O empresário assume todos os riscos, inclusive fiscais, ligados a tais decisões. Mas apenas a elas, não podendo ver-se atribuída receita que na verdade não teve.
No caso em exame, a receita efetiva foi 100. O estado adicionou-lhe um valor fictício a título de ICMS. E, para completar, fê-lo de maneira a que essa parcela inexistente embutisse o imposto sobre ela pretendido, de forma a chegar a um preço arbitrado de 121,95[5].
Em suma, o ICMS está ao mesmo tempo por fora e por dentro, como os elos do nó borromeano. É, para continuarmos na Bahia, “o avesso do avesso do avesso do avesso”.

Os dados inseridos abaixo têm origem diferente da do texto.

//! Types for CSV parsing, batching and schema validation.

use chrono::{NaiveDateTime, TimeDelta};
use serde::{Deserialize, Serialize};
use std::collections::{BTreeMap, HashMap};
use std::fmt;
use std::path::PathBuf;

/// Target type a CSV column is coerced to.
#[derive(Debug, Clone, Copy, PartialEq, Eq, Hash, Serialize, Deserialize)]
#[serde(rename_all = "snake_case")]
pub enum ColumnType {
    String,
    Integer,
    Decimal,
    Boolean,
    DateTime,
}

impl ColumnType {
    pub fn as_str(&self) -> &'static str {
        match self {
            ColumnType::String => "string",
            ColumnType::Integer => "integer",
            ColumnType::Decimal => "decimal",
            ColumnType::Boolean => "boolean",
            ColumnType::DateTime => "datetime",
        }
    }
}

impl fmt::Display for ColumnType {
    fn fmt(&self, f: &mut fmt::Formatter<'_>) -> fmt::Result {
        write!(f, "{}", self.as_str())
    }
}

/// Options controlling how a CSV file is read.
#[derive(Debug, Clone, Serialize, Deserialize)]
#[serde(rename_all = "camelCase", default)]
pub struct CsvParseOptions {
    /// Treat the first record as column names.
    pub has_header: bool,
    /// Record per-row failures and keep reading instead of aborting.
    pub continue_on_error: bool,
    pub trim_whitespace: bool,
    /// Column name → coercion target. Untyped columns stay text.
    pub column_types: HashMap<String, ColumnType>,
    pub delimiter: u8,
    /// Skip records whose fields are all empty.
    pub skip_empty_lines: bool,
    /// Abort after this many errors; 0 means unlimited.
    pub max_errors: usize,
}

impl Default for CsvParseOptions {
    fn default() -> Self {
        Self {
            has_header: true,
            continue_on_error: true,
            trim_whitespace: true,
            column_types: HashMap::new(),
            delimiter: b',',
            skip_empty_lines: true,
            max_errors: 0,
        }
    }
}

impl CsvParseOptions {
    /// Resolve a column's declared type, falling back to a case-insensitive match.
    pub fn type_for(&self, column: &str) -> Option<ColumnType> {
        self.column_types.get(column).copied().or_else(|| {
            self.column_types
                .iter()
                .find(|(name, _)| name.eq_ignore_ascii_case(column))
                .map(|(_, t)| *t)
        })
    }
}

/// One cell after coercion.
///
/// Empty cells are `Null`. A cell that fails coercion keeps its raw text as
/// `Text`, so a later schema check against the declared type reports it again.
#[derive(Debug, Clone, PartialEq, Serialize, Deserialize)]
#[serde(untagged)]
pub enum CsvValue {
    Null,
    Boolean(bool),
    Integer(i64),
    Decimal(f64),
    DateTime(NaiveDateTime),
    Text(String),
}

impl CsvValue {
    pub fn is_null(&self) -> bool {
        matches!(self, CsvValue::Null)
    }

    /// Whether the value is null or an empty string.
    pub fn is_blank(&self) -> bool {
        match self {
            CsvValue::Null => true,
            CsvValue::Text(s) => s.trim().is_empty(),
            _ => false,
        }
    }

    /// Numeric view of the value, parsing text when possible.
    pub fn as_f64(&self) -> Option<f64> {
        match self {
            CsvValue::Integer(i) => Some(*i as f64),
            CsvValue::Decimal(d) => Some(*d),
            CsvValue::Boolean(b) => Some(if *b { 1.0 } else { 0.0 }),
            CsvValue::Text(s) => s.trim().parse().ok(),
            CsvValue::Null | CsvValue::DateTime(_) => None,
        }
    }

    /// Whether the value satisfies a declared column type.
    pub fn matches_type(&self, column_type: ColumnType) -> bool {
        match (self, column_type) {
            (CsvValue::Null, _) => true,
            (_, ColumnType::String) => true,
            (CsvValue::Integer(_), ColumnType::Integer) => true,
            (CsvValue::Integer(_) | CsvValue::Decimal(_), ColumnType::Decimal) => true,
            (CsvValue::Boolean(_), ColumnType::Boolean) => true,
            (CsvValue::Integer(0 | 1), ColumnType::Boolean) => true,
            (CsvValue::DateTime(_), ColumnType::DateTime) => true,
            _ => false,
        }
    }
}

impl fmt::Display for CsvValue {
    fn fmt(&self, f: &mut fmt::Formatter<'_>) -> fmt::Result {
        match self {
            CsvValue::Null => Ok(()),
            CsvValue::Boolean(b) => write!(f, "{}", b),
            CsvValue::Integer(i) => write!(f, "{}", i),
            CsvValue::Decimal(d) => write!(f, "{}", d),
            CsvValue::DateTime(dt) => write!(f, "{}", dt.format("%Y-%m-%d %H:%M:%S")),
            CsvValue::Text(s) => write!(f, "{}", s),
        }
    }
}

/// A parsed data row.
#[derive(Debug, Clone, PartialEq, Serialize, Deserialize)]
#[serde(rename_all = "camelCase")]
pub struct CsvRow {
    /// 1-based line number in the source file.
    pub row_number: usize,
    pub values: BTreeMap<String, CsvValue>,
    /// Set when any cell failed to parse or the field count was wrong.
    pub has_errors: bool,
}

impl CsvRow {
    /// Look up a column, falling back to a case-insensitive match.
    pub fn get(&self, column: &str) -> Option<&CsvValue> {
        self.values.get(column).or_else(|| {
            self.values
                .iter()
                .find(|(name, _)| name.eq_ignore_ascii_case(column))
                .map(|(_, v)| v)
        })
    }
}

/// Category of a parse failure.
#[derive(Debug, Clone, Copy, PartialEq, Eq, Serialize, Deserialize)]
pub enum CsvErrorType {
    FileNotFound,
    ReadError,
    ParseError,
    TypeConversion,
    FieldCount,
}

/// A failure recorded while reading a file.
#[derive(Debug, Clone, PartialEq, Serialize, Deserialize)]
#[serde(rename_all = "camelCase")]
pub struct CsvParseError {
    /// 1-based line number, 0 when the failure is not tied to a row.
    pub row_number: usize,
    #[serde(default)]
    pub column: Option<String>,
    #[serde(default)]
    pub value: Option<String>,
    pub message: String,
    pub error_type: CsvErrorType,
}

/// Result of parsing a whole file.
#[derive(Debug, Clone, Serialize)]
#[serde(rename_all = "camelCase")]
pub struct CsvParseResult {
    /// False when the file could not be read or parsing aborted.
    pub success: bool,
    pub file_path: Option<PathBuf>,
    pub headers: Vec<String>,
    pub data: Vec<CsvRow>,
    pub total_rows: usize,
    pub valid_rows: usize,
    pub error_rows: usize,
    pub errors: Vec<CsvParseError>,
    #[serde(with = "crate::config::timespan")]
    pub duration: TimeDelta,
}

impl CsvParseResult {
    pub(crate) fn empty(file_path: Option<PathBuf>) -> Self {
        Self {
            success: true,
            file_path,
            headers: Vec::new(),
            data: Vec::new(),
            total_rows: 0,
            valid_rows: 0,
            error_rows: 0,
            errors: Vec::new(),
            duration: TimeDelta::zero(),
        }
    }
}

/// A chunk of rows produced by `process_in_batches`.
#[derive(Debug, Clone, Serialize)]
#[serde(rename_all = "camelCase")]
pub struct CsvBatch {
    /// 1-based batch index.
    pub batch_number: usize,
    pub headers: Vec<String>,
    pub data: Vec<CsvRow>,
    pub is_last_batch: bool,
    pub valid_rows: usize,
    pub error_rows: usize,
    pub errors: Vec<CsvParseError>,
}

impl CsvBatch {
    pub(crate) fn new(batch_number: usize, headers: Vec<String>) -> Self {
        Self {
            batch_number,
            headers,
            data: Vec::new(),
            is_last_batch: false,
            valid_rows: 0,
            error_rows: 0,
            errors: Vec::new(),
        }
    }

    pub fn len(&self) -> usize {
        self.data.len()
    }

    pub fn is_empty(&self) -> bool {
        self.data.is_empty()
    }
}

/// Expected shape of a CSV file's columns.
#[derive(Debug, Clone, Default, PartialEq, Serialize, Deserialize)]
#[serde(rename_all = "camelCase")]
pub struct CsvSchema {
    pub table_name: String,
    pub columns: Vec<CsvColumnDefinition>,
    #[serde(default)]
    pub validation_rules: Vec<CsvValidationRule>,
}

impl CsvSchema {
    /// Column name → type map suitable for `CsvParseOptions::column_types`.
    pub fn column_types(&self) -> HashMap<String, ColumnType> {
        self.columns
            .iter()
            .map(|c| (c.name.clone(), c.data_type))
            .collect()
    }

    pub fn column(&self, name: &str) -> Option<&CsvColumnDefinition> {
        self.columns.iter().find(|c| c.name.eq_ignore_ascii_case(name))
    }
}

#[derive(Debug, Clone, PartialEq, Serialize, Deserialize)]
#[serde(rename_all = "camelCase")]
pub struct CsvColumnDefinition {
    pub name: String,
    pub data_type: ColumnType,
    #[serde(default)]
    pub is_required: bool,
    #[serde(default)]
    pub max_length: Option<usize>,
}

/// A named per-column rule.
///
/// Supported `rule_type`s: `positive`, `non_negative`, `range` (value
/// `"min,max"`), `regex` (value is the pattern), `allowed_values` (value is a
/// comma-separated list). Unknown types are ignored.
#[derive(Debug, Clone, PartialEq, Serialize, Deserialize)]
#[serde(rename_all = "camelCase")]
pub struct CsvValidationRule {
    pub column_name: String,
    pub rule_type: String,
    #[serde(default)]
    pub rule_value: Option<String>,
    pub error_message: String,
    /// Advisory rules land in `warnings` and do not fail validation.
    #[serde(default)]
    pub is_warning: bool,
}

/// One finding from `validate_csv_data`.
#[derive(Debug, Clone, PartialEq, Serialize, Deserialize)]
#[serde(rename_all = "camelCase")]
pub struct CsvValidationIssue {
    pub row_number: usize,
    pub column: String,
    #[serde(default)]
    pub value: Option<String>,
    pub message: String,
    /// `required`, `max_length`, `data_type` or the rule's `rule_type`.
    pub rule_type: String,
}

/// Outcome of validating parsed rows against a schema.
#[derive(Debug, Clone, Default, Serialize)]
#[serde(rename_all = "camelCase")]
pub struct CsvDataValidationResult {
    pub is_valid: bool,
    pub validated_rows: usize,
    pub errors: Vec<CsvValidationIssue>,
    pub warnings: Vec<CsvValidationIssue>,
}

impl CsvDataValidationResult {
    /// Row numbers that have at least one error.
    pub fn invalid_rows(&self) -> std::collections::BTreeSet<usize> {
        self.errors.iter().map(|e| e.row_number).collect()
    }
}
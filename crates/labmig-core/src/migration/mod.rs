//! Migration job control.
//!
//! `MigrationControlService` runs one migration at a time through the
//! pipeline (validate, prerequisites, create tables, seed, compare with
//! legacy, remove authentication) and keeps a bounded history of finished
//! runs for status, statistics and reports.

mod auth;
mod legacy;
mod pipeline;
mod registry;
mod report;
mod service;
mod tracker;
mod types;

pub use auth::{
    run_auth_removal, AuthBackupInfo, AuthRemovalResult, AuthRemovalService, AuthRemovalSummary,
    BackupResult, ConfigCleanupResult, FrontendUpdateResult, NoopAuthRemoval, RollbackResult,
};
pub use legacy::{compare_with_legacy, LegacyValidationResult, QueryComparison};
pub use report::{render_logs, render_report, MigrationReport, MigrationSummary};
pub use service::{GeneratedReport, MigrationControlService};
pub use types::{
    IssueLevel, LogFilter, MigrationIssue, MigrationProgress, MigrationResult, MigrationStatistics, PhaseTiming,
    MigrationStatisticsSummary, MigrationStatus, MigrationStatusSummary, ReportFormat,
};
//! Checks run before a migration starts: filesystem and database
//! prerequisites, and an advisory comparison of the configuration against
//! host resources.

mod environment;
mod prerequisites;

pub use environment::{assess_compatibility, check_environment_compatibility, collect_environment};
pub use prerequisites::{validate_legacy_connection, PrerequisiteChecker};

use crate::config::{timespan, IssueSeverity};
use chrono::{DateTime, TimeDelta, Utc};
use serde::Serialize;

/// One named prerequisite check.
#[derive(Debug, Clone, PartialEq, Serialize)]
#[serde(rename_all = "camelCase")]
pub struct PrerequisiteCheck {
    pub check_name: String,
    pub description: String,
    pub check_result: bool,
    /// Only critical failures block a migration.
    pub is_critical: bool,
    #[serde(skip_serializing_if = "Option::is_none")]
    pub error_message: Option<String>,
    #[serde(skip_serializing_if = "Option::is_none")]
    pub recommendation: Option<String>,
}

impl PrerequisiteCheck {
    pub(crate) fn passed(name: &str, description: impl Into<String>, is_critical: bool) -> Self {
        Self {
            check_name: name.to_string(),
            description: description.into(),
            check_result: true,
            is_critical,
            error_message: None,
            recommendation: None,
        }
    }

    pub(crate) fn failed(
        name: &str,
        description: impl Into<String>,
        is_critical: bool,
        recommendation: impl Into<String>,
    ) -> Self {
        let description = description.into();
        Self {
            check_name: name.to_string(),
            error_message: Some(description.clone()),
            description,
            check_result: false,
            is_critical,
            recommendation: Some(recommendation.into()),
        }
    }

    pub(crate) fn skipped(name: &str, reason: impl Into<String>) -> Self {
        Self::passed(name, reason, false)
    }
}

#[derive(Debug, Clone, Serialize)]
#[serde(rename_all = "camelCase")]
pub struct PrerequisiteCheckResult {
    /// True iff `failed_checks` is empty.
    pub all_prerequisites_met: bool,
    pub check_start_time: DateTime<Utc>,
    pub check_end_time: DateTime<Utc>,
    #[serde(with = "timespan")]
    pub check_duration: TimeDelta,
    pub passed_checks: Vec<PrerequisiteCheck>,
    pub failed_checks: Vec<PrerequisiteCheck>,
    pub skipped_checks: Vec<PrerequisiteCheck>,
}

impl PrerequisiteCheckResult {
    pub fn critical_failures(&self) -> impl Iterator<Item = &PrerequisiteCheck> {
        self.failed_checks.iter().filter(|c| c.is_critical)
    }

    pub fn has_critical_failures(&self) -> bool {
        self.critical_failures().next().is_some()
    }
}

/// Host facts gathered for compatibility checks.
#[derive(Debug, Clone, Default, PartialEq, Serialize)]
#[serde(rename_all = "camelCase")]
pub struct EnvironmentInfo {
    pub operating_system: String,
    pub os_version: String,
    pub processor_count: usize,
    pub total_memory_mb: u64,
    pub available_memory_mb: u64,
    pub available_disk_space_gb: f64,
}

#[derive(Debug, Clone, PartialEq, Serialize)]
#[serde(rename_all = "camelCase")]
pub struct CompatibilityCheck {
    pub check_name: String,
    pub description: String,
    pub is_compatible: bool,
    pub recommendation: String,
}

#[derive(Debug, Clone, PartialEq, Serialize)]
#[serde(rename_all = "camelCase")]
pub struct CompatibilityIssue {
    pub component: String,
    pub issue: String,
    pub impact: String,
    pub resolution: String,
    pub severity: IssueSeverity,
}

#[derive(Debug, Clone, Serialize)]
#[serde(rename_all = "camelCase")]
pub struct EnvironmentCompatibilityResult {
    /// True iff `compatibility_issues` is empty.
    pub is_compatible: bool,
    pub check_start_time: DateTime<Utc>,
    pub check_end_time: DateTime<Utc>,
    pub environment_info: EnvironmentInfo,
    pub compatibility_checks: Vec<CompatibilityCheck>,
    pub compatibility_issues: Vec<CompatibilityIssue>,
}

/// Result of probing the legacy database.
#[derive(Debug, Clone, Serialize)]
#[serde(rename_all = "camelCase")]
pub struct LegacyConnectionStatus {
    pub is_valid: bool,
    #[serde(skip_serializing_if = "Option::is_none")]
    pub error: Option<String>,
    #[serde(skip_serializing_if = "Option::is_none")]
    pub database_version: Option<String>,
    #[serde(with = "timespan")]
    pub response_time: TimeDelta,
}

Ao abonar esse paradoxo, o STJ contrariou as suas excelentes decisões anteriores sobre o tema. Deveras, no Recurso Especial 1.111.156/SP (relator ministro Humberto Martins, DJe 22.10.2009, repetitivo), a 1ª Seção repeliu a tentativa de exigir-se ICMS sobre o preço que teriam mercadorias gratuitas (dadas em bonificação), caso houvessem sido vendidas. O entendimento acerca da intributabilidade de valores não recebidos, correspondentes a descontos incondicionados, encontra-se inclusive sumulado (Súmula 457).
Na mão oposta, mas sempre fiel à ideia de que o preço cobrado é imutável, haja ou não ICMS, a 4ª Turma do STJ livrou fornecedor de indenizar o adquirente contra o qual destacou o imposto, que depositou em juízo, depois que o primeiro ganhou a ação em que combatia a incidência tributária, e o Fisco estornou os créditos aproveitados pelo último (Agravo Regimental no Agravo em Recurso Especial 122.928/RS, relator ministro Luís Felipe Salomão, DJe 14.02.2013)[6].
O gross up só é admitido naquelas poucas hipóteses em que se presume que o ônus do tributo calculado “por dentro” será suportado pelo solvens, casos do ICMS-importação (pois é evidente que o exportador estrangeiro não o considera na formação do seu preço) e do artigo 725 do Regulamento do Imposto de Renda[7].
Não, porém, nas situações ordinárias, em que vigora a presunção inversa de que o ônus incumbirá ao destinatário ou, o que é a mesma coisa, de que o tributo está embutido no valor da operação privada. Trata-se, é sabido, de presunção absoluta, que não admite argumentação ou prova em contrário.
Conta-se que, com cinco pães e dois peixes, Jesus deu de comer a cinco mil homens, fora as mulheres e crianças, e ainda restaram doze cestos cheios[8]. Em outra ocasião, com sete pães e “alguns peixinhos”, alimentou mais de quatro mil pessoas, e a sobra foi de sete cestos[9].
Pela matemática do Fisco baiano, a cada nove peixes tirados das águas, dois teriam de cair do céu[10]. Os milagres já não são o que eram. Mas continuam a nos desafiar a razão.